John Woolrich is a publically undervalued contributor to British musical life. Quite aside from his creative output, his work as artistic director of the Aldeburgh Festival and the Dartington International Summer School, along with teaching and the creation of the revolutionary Composers Ensemble in the 1980s, have made him an invaluable asset to British contemporary music. This evening’s concert attempted to celebrate as many of the man’s musical guises as possible, and what better ensemble to do it than the Britten Sinfonia, with whom Woolrich has long been associated.
In addition to the many roles outlined above, the first three pieces on the programme afforded the opportunity to admire Woolrich’s work as an arranger. First came versions of three songs by Purcell – Music for a While, If music be the Food of Love, Sweeter than Roses – scored for string orchestra and soprano. Compared to the original keyboard realisations – by Michael Tippett no less – these versions perhaps lacked the ‘austere and beautiful’ qualities that Woolrich claimed to so admire. However, particularly in Sweeter than Roses, the added textural vitality provided by the strings added a new dimension to some of the less explicitly introverted moments. The vocal lines were sung by Mary Bevan, filling in for her indisposed sister Sophie, with impressive technical assurance, though her voice perhaps lacked the fullness of tone needed to communicate the melancholy nobility of these pieces.
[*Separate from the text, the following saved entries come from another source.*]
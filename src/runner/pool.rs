// src/runner/pool.rs

//! Capacity-limited runner pool and job admission.

use std::collections::BTreeSet;

use serde::Serialize;
use tracing::{debug, info};

use crate::runner::profile::ExecutorProfile;
use crate::types::RunnerId;

/// Validated runner definition from config.
#[derive(Debug, Clone, PartialEq)]
pub struct RunnerSpec {
    pub id: RunnerId,
    pub description: Option<String>,
    pub tags: BTreeSet<String>,
    pub max_jobs: usize,
    pub active: bool,
    pub profile: ExecutorProfile,
}

/// A runner and its live load.
///
/// Invariant: `current_jobs <= max_jobs`. Only the pool mutates
/// `current_jobs`.
#[derive(Debug, Clone, Serialize)]
pub struct Runner {
    pub id: RunnerId,
    pub description: Option<String>,
    pub tags: BTreeSet<String>,
    pub max_jobs: usize,
    pub current_jobs: usize,
    pub active: bool,
    /// Removed from config while busy; takes no new jobs and is dropped
    /// once drained.
    pub retiring: bool,
    pub profile: ExecutorProfile,
    /// Total jobs ever bound to this runner.
    pub jobs_started: u64,
    /// Lowered capacity waiting for running jobs to drain.
    #[serde(skip)]
    deferred_max: Option<usize>,
}

impl Runner {
    fn from_spec(spec: &RunnerSpec) -> Self {
        Self {
            id: spec.id.clone(),
            description: spec.description.clone(),
            tags: spec.tags.clone(),
            max_jobs: spec.max_jobs,
            current_jobs: 0,
            active: spec.active,
            retiring: false,
            profile: spec.profile.clone(),
            jobs_started: 0,
            deferred_max: None,
        }
    }

    /// Tags are a superset of `required`, the runner is accepting work and
    /// has a free slot.
    pub fn can_take(&self, required: &BTreeSet<String>) -> bool {
        self.active
            && !self.retiring
            && self.current_jobs < self.max_jobs
            && self.tags.is_superset(required)
    }

    pub fn utilization(&self) -> f64 {
        if self.max_jobs == 0 {
            0.0
        } else {
            self.current_jobs as f64 / self.max_jobs as f64
        }
    }

    fn apply_spec(&mut self, spec: &RunnerSpec) {
        self.description = spec.description.clone();
        self.tags = spec.tags.clone();
        self.active = spec.active;
        self.profile = spec.profile.clone();
        self.retiring = false;
        if spec.max_jobs >= self.current_jobs {
            self.max_jobs = spec.max_jobs;
            self.deferred_max = None;
        } else {
            // Keep the invariant: shrink as jobs finish.
            self.max_jobs = self.current_jobs;
            self.deferred_max = Some(spec.max_jobs);
        }
    }

    fn settle_deferred_max(&mut self) {
        if let Some(target) = self.deferred_max {
            self.max_jobs = self.current_jobs.max(target);
            if self.max_jobs == target {
                self.deferred_max = None;
            }
        }
    }
}

/// What a reconfiguration changed in the pool.
#[derive(Debug, Clone, Default, PartialEq, Eq)]
pub struct RunnerDelta {
    pub added: Vec<RunnerId>,
    pub removed: Vec<RunnerId>,
    pub retiring: Vec<RunnerId>,
    pub updated: Vec<RunnerId>,
}

/// Ordered set of runners. Insertion order breaks admission ties.
#[derive(Debug, Clone, Default)]
pub struct RunnerPool {
    runners: Vec<Runner>,
}

impl RunnerPool {
    pub fn from_specs(specs: &[RunnerSpec]) -> Self {
        Self {
            runners: specs.iter().map(Runner::from_spec).collect(),
        }
    }

    pub fn runners(&self) -> &[Runner] {
        &self.runners
    }

    pub fn get(&self, id: &str) -> Option<&Runner> {
        self.runners.iter().find(|r| r.id == id)
    }

    /// Least-loaded runner that can take a job with `required` tags.
    /// Ties go to the earliest inserted runner.
    pub fn select(&self, required: &BTreeSet<String>) -> Option<&Runner> {
        self.runners
            .iter()
            .filter(|r| r.can_take(required))
            .min_by_key(|r| r.current_jobs)
    }

    /// Bind one job slot on the best runner for `required`.
    ///
    /// Returns the chosen runner, or `None` when no runner is eligible
    /// (backpressure, not an error).
    pub fn acquire(&mut self, required: &BTreeSet<String>) -> Option<&Runner> {
        let idx = self
            .runners
            .iter()
            .enumerate()
            .filter(|(_, r)| r.can_take(required))
            .min_by_key(|(i, r)| (r.current_jobs, *i))
            .map(|(i, _)| i)?;

        let runner = &mut self.runners[idx];
        runner.current_jobs += 1;
        runner.jobs_started += 1;
        assert!(
            runner.current_jobs <= runner.max_jobs,
            "runner {} over capacity: {}/{}",
            runner.id,
            runner.current_jobs,
            runner.max_jobs
        );
        debug!(
            runner = %runner.id,
            current_jobs = runner.current_jobs,
            max_jobs = runner.max_jobs,
            "runner slot acquired"
        );
        Some(&self.runners[idx])
    }

    /// Return one job slot to `id`.
    ///
    /// Panics if the runner holds no slot: that is a bookkeeping bug, not a
    /// recoverable condition.
    pub fn release(&mut self, id: &str) {
        let Some(idx) = self.runners.iter().position(|r| r.id == id) else {
            panic!("release on unknown runner {id}");
        };

        let runner = &mut self.runners[idx];
        assert!(
            runner.current_jobs > 0,
            "runner {} released with no jobs running",
            runner.id
        );
        runner.current_jobs -= 1;
        runner.settle_deferred_max();
        debug!(
            runner = %runner.id,
            current_jobs = runner.current_jobs,
            "runner slot released"
        );

        if runner.retiring && runner.current_jobs == 0 {
            info!(runner = %runner.id, "retired runner drained; removing");
            self.runners.remove(idx);
        }
    }

    pub fn total_capacity(&self) -> usize {
        self.runners.iter().map(|r| r.max_jobs).sum()
    }

    pub fn total_load(&self) -> usize {
        self.runners.iter().map(|r| r.current_jobs).sum()
    }

    /// Reconcile against a new runner set, preserving live load.
    ///
    /// Busy runners that disappeared from config retire instead of vanishing,
    /// so their running jobs can still release their slots.
    pub fn reconcile(&mut self, specs: &[RunnerSpec]) -> RunnerDelta {
        let mut delta = RunnerDelta::default();

        let mut kept: Vec<Runner> = Vec::with_capacity(specs.len());
        for spec in specs {
            match self.runners.iter().position(|r| r.id == spec.id) {
                Some(idx) => {
                    let mut runner = self.runners.remove(idx);
                    let before = (
                        runner.tags.clone(),
                        runner.max_jobs,
                        runner.active,
                        runner.profile.clone(),
                        runner.retiring,
                    );
                    runner.apply_spec(spec);
                    let after = (
                        runner.tags.clone(),
                        runner.max_jobs,
                        runner.active,
                        runner.profile.clone(),
                        runner.retiring,
                    );
                    if before != after || runner.deferred_max.is_some() {
                        delta.updated.push(spec.id.clone());
                    }
                    kept.push(runner);
                }
                None => {
                    delta.added.push(spec.id.clone());
                    kept.push(Runner::from_spec(spec));
                }
            }
        }

        for mut leftover in self.runners.drain(..) {
            if leftover.current_jobs > 0 {
                leftover.retiring = true;
                delta.retiring.push(leftover.id.clone());
                kept.push(leftover);
            } else {
                delta.removed.push(leftover.id.clone());
            }
        }

        self.runners = kept;
        delta
    }
}
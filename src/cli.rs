// src/cli.rs

//! CLI argument parsing using `clap`.

use clap::{Parser, ValueEnum};

/// Command-line arguments for `pipesim`.
#[derive(Debug, Clone, Parser)]
#[command(
    name = "pipesim",
    version,
    about = "Simulate CI/CD pipelines against a pool of synthetic runners.",
    long_about = None
)]
pub struct CliArgs {
    /// Path to the config file (TOML, or YAML by extension).
    ///
    /// Default: `Pipesim.toml` in the current working directory.
    #[arg(long, value_name = "PATH", default_value = "Pipesim.toml", conflicts_with = "import")]
    pub config: String,

    /// Import a YAML config instead of `--config`.
    #[arg(long, value_name = "PATH")]
    pub import: Option<String>,

    /// Start an execution of this template before the first tick.
    /// May be given more than once.
    #[arg(long = "start", value_name = "TEMPLATE")]
    pub start: Vec<String>,

    /// Number of ticks to run in virtual time.
    #[arg(long, value_name = "N", default_value_t = 60)]
    pub ticks: u64,

    /// Virtual seconds per tick.
    #[arg(long = "tick", value_name = "SECS", default_value_t = 10)]
    pub tick_secs: u64,

    /// Real milliseconds to wait between ticks (0 runs as fast as possible).
    #[arg(long, value_name = "MS", default_value_t = 0)]
    pub interval_ms: u64,

    /// Drive the engine from the system clock until Ctrl-C instead of
    /// running `--ticks` virtual ticks.
    #[arg(long)]
    pub realtime: bool,

    /// Reload the config file when it changes (requires `--realtime`).
    #[arg(long, requires = "realtime")]
    pub watch: bool,

    /// Component id for the engine inside the session.
    #[arg(long, value_name = "ID", default_value = "default")]
    pub component: String,

    /// Logging level (error, warn, info, debug, trace).
    ///
    /// If omitted, `PIPESIM_LOG` or a default level will be used.
    #[arg(long, value_enum, value_name = "LEVEL")]
    pub log_level: Option<LogLevel>,

    /// Parse + validate, print templates, runners and schedules, but don't
    /// simulate anything.
    #[arg(long)]
    pub dry_run: bool,

    /// Print the final metrics snapshot and executions as JSON on stdout.
    #[arg(long)]
    pub json: bool,
}

/// Log level as exposed on the CLI.
#[derive(Debug, Copy, Clone, ValueEnum)]
pub enum LogLevel {
    Error,
    Warn,
    Info,
    Debug,
    Trace,
}

/// Convenience wrapper around `CliArgs::parse()`.
pub fn parse() -> CliArgs {
    CliArgs::parse()
}

#[cfg(test)]
mod tests {
    use super::*;

    #[test]
    fn start_is_repeatable() {
        let args = CliArgs::try_parse_from([
            "pipesim", "--start", "build", "--start", "deploy", "--ticks", "5", "--tick", "30",
        ])
        .unwrap();
        assert_eq!(args.start, vec!["build", "deploy"]);
        assert_eq!(args.ticks, 5);
        assert_eq!(args.tick_secs, 30);
        assert!(!args.realtime);
    }

    #[test]
    fn watch_requires_realtime() {
        assert!(CliArgs::try_parse_from(["pipesim", "--watch"]).is_err());
        assert!(CliArgs::try_parse_from(["pipesim", "--watch", "--realtime"]).is_ok());
    }
}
After Purcell we were transported 200 years through time to the Italian Songs of Hugo Wolf, here arranged for string orchestra alone. The subsuming of the vocal part in to the ensemble ensured that these works took on a new life of their own; one was able to marvel afresh at Wolf’s harmonic invention.
We were then treated to the first work for which Woolrich is credited as composer, but the world of rearrangement and transcription was not too far away. Ulysses Awakes, for solo viola and strings, uses music from Monteverdi’s opera Il ritorno d’Ulisse in patria as its primary source of material. With the vocal line transplanted to the viola, played here by the Sinfonia’s own Clare Finnimore, the music took on a new elegiac quality, in contrast to the directness of the original. By blurring the harmonic progressions, allowing fragile dissonances to linger momentarily, and developing the motivic explorations of the solo line, Woolrich cast this familiar music in a new expressive mould.
Further continuing the theme of rearrangement was Stravinsky’s own Eight Instrumental Miniatures, which began life as simple piano exercises before Stravinsky rearranged them for a wind-heavy ensemble of 15 instruments. Exhibiting an almost insular focus on technical matters, including the small canons used to enrich the rather sparse original textures, these pieces rely on vitality of articulation and colouristic boldness for their effect. This was realised broadly successfully, though without ever quite convincing.